§ **Brief**:
Transcribe the data in full; each line must match exactly.
[Information — start]
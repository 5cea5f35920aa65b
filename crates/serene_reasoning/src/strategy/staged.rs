//! Fixed check-in questionnaire ending in a sentiment read-out and a photo
//! request.
//!
//! Stages only move forward: greeting, feelings, sleep, habits, activities,
//! social, analysis, complete. Every answer is stored under the stage that
//! asked for it; the answer to `social` triggers the analysis.

use super::{ReplyContext, Responder};
use crate::prompts::{self, ANALYSIS_PROMPT, CLOSING_ACK, PHOTO_REQUEST};
use crate::session::{ConversationSession, Stage};
use crate::turn::Turn;
use async_trait::async_trait;
use serene_core::config::PacingConfig;
use serene_core::sentiment::{self, Sentiment};
use std::time::Duration;

#[derive(Debug, Clone, Copy, PartialEq, Eq)]
pub struct Analysis {
    pub sentiment: Sentiment,
    pub summary: &'static str,
    pub encouragement: &'static str,
}

/// Classify everything the user has said so far. Depends on nothing but
/// the collected responses.
pub fn analyze(session: &ConversationSession) -> Analysis {
    let tally = sentiment::tally(&session.transcript());
    let sentiment = tally.classify();
    tracing::debug!(
        "Check-in analysis: {} positive / {} negative -> {:?}",
        tally.positive,
        tally.negative,
        sentiment
    );
    Analysis {
        sentiment,
        summary: prompts::analysis_line(sentiment),
        encouragement: prompts::encouragement(sentiment),
    }
}

pub struct StagedResponder;

impl StagedResponder {
    /// Advance `session` by one answer and describe what to say.
    pub fn step(&self, session: &mut ConversationSession, text: &str, pacing: &PacingConfig) -> Turn {
        if session.is_complete() {
            return Turn::new().say(CLOSING_ACK, pacing.typing());
        }

        session.record(text);
        match session.advance() {
            Stage::Analysis => {
                let analysis = analyze(session);
                session.finish();
                tracing::info!("Check-in complete ({:?})", analysis.sentiment);
                Turn::new()
                    .say(ANALYSIS_PROMPT, pacing.typing())
                    .say(analysis.summary, pacing.analysis())
                    .say(analysis.encouragement, pacing.analysis())
                    .say(PHOTO_REQUEST, pacing.typing())
                    .reveal_photo_upload()
            }
            next => Turn::new().say(prompts::stage_prompt(next), pacing.typing()),
        }
    }
}

#[async_trait]
impl Responder for StagedResponder {
    fn name(&self) -> &'static str {
        "staged"
    }

    fn opening(&self, session: &mut ConversationSession, _pacing: &PacingConfig) -> Turn {
        *session = ConversationSession::new();
        Turn::new().say(prompts::stage_prompt(Stage::Greeting), Duration::ZERO)
    }

    async fn respond(
        &self,
        session: &mut ConversationSession,
        text: &str,
        ctx: &ReplyContext<'_>,
    ) -> Turn {
        self.step(session, text, ctx.pacing)
    }
}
[Information — finish]
§ **Expected answer**:
repository 5cea5f35920aa65b
filename crates/serene_reasoning/src/strategy/staged.rs
//! Fixed check-in questionnaire ending in a sentiment read-out and a photo
//! request.
//!
//! Stages only move forward: greeting, feelings, sleep, habits, activities,
//! social, analysis, complete. Every answer is stored under the stage that
//! asked for it; the answer to `social` triggers the analysis.

use super::{ReplyContext, Responder};
use crate::prompts::{self, ANALYSIS_PROMPT, CLOSING_ACK, PHOTO_REQUEST};
use crate::session::{ConversationSession, Stage};
use crate::turn::Turn;
use async_trait::async_trait;
use serene_core::config::PacingConfig;
use serene_core::sentiment::{self, Sentiment};
use std::time::Duration;

#[derive(Debug, Clone, Copy, PartialEq, Eq)]
pub struct Analysis {
    pub sentiment: Sentiment,
    pub summary: &'static str,
    pub encouragement: &'static str,
}

/// Classify everything the user has said so far. Depends on nothing but
/// the collected responses.
pub fn analyze(session: &ConversationSession) -> Analysis {
    let tally = sentiment::tally(&session.transcript());
    let sentiment = tally.classify();
    tracing::debug!(
        "Check-in analysis: {} positive / {} negative -> {:?}",
        tally.positive,
        tally.negative,
        sentiment
    );
    Analysis {
        sentiment,
        summary: prompts::analysis_line(sentiment),
        encouragement: prompts::encouragement(sentiment),
    }
}

pub struct StagedResponder;

impl StagedResponder {
    /// Advance `session` by one answer and describe what to say.
    pub fn step(&self, session: &mut ConversationSession, text: &str, pacing: &PacingConfig) -> Turn {
        if session.is_complete() {
            return Turn::new().say(CLOSING_ACK, pacing.typing());
        }

        session.record(text);
        match session.advance() {
            Stage::Analysis => {
                let analysis = analyze(session);
                session.finish();
                tracing::info!("Check-in complete ({:?})", analysis.sentiment);
                Turn::new()
                    .say(ANALYSIS_PROMPT, pacing.typing())
                    .say(analysis.summary, pacing.analysis())
                    .say(analysis.encouragement, pacing.analysis())
                    .say(PHOTO_REQUEST, pacing.typing())
                    .reveal_photo_upload()
            }
            next => Turn::new().say(prompts::stage_prompt(next), pacing.typing()),
        }
    }
}

#[async_trait]
impl Responder for StagedResponder {
    fn name(&self) -> &'static str {
        "staged"
    }

    fn opening(&self, session: &mut ConversationSession, _pacing: &PacingConfig) -> Turn {
        *session = ConversationSession::new();
        Turn::new().say(prompts::stage_prompt(Stage::Greeting), Duration::ZERO)
    }

    async fn respond(
        &self,
        session: &mut ConversationSession,
        text: &str,
        ctx: &ReplyContext<'_>,
    ) -> Turn {
        self.step(session, text, ctx.pacing)
    }
}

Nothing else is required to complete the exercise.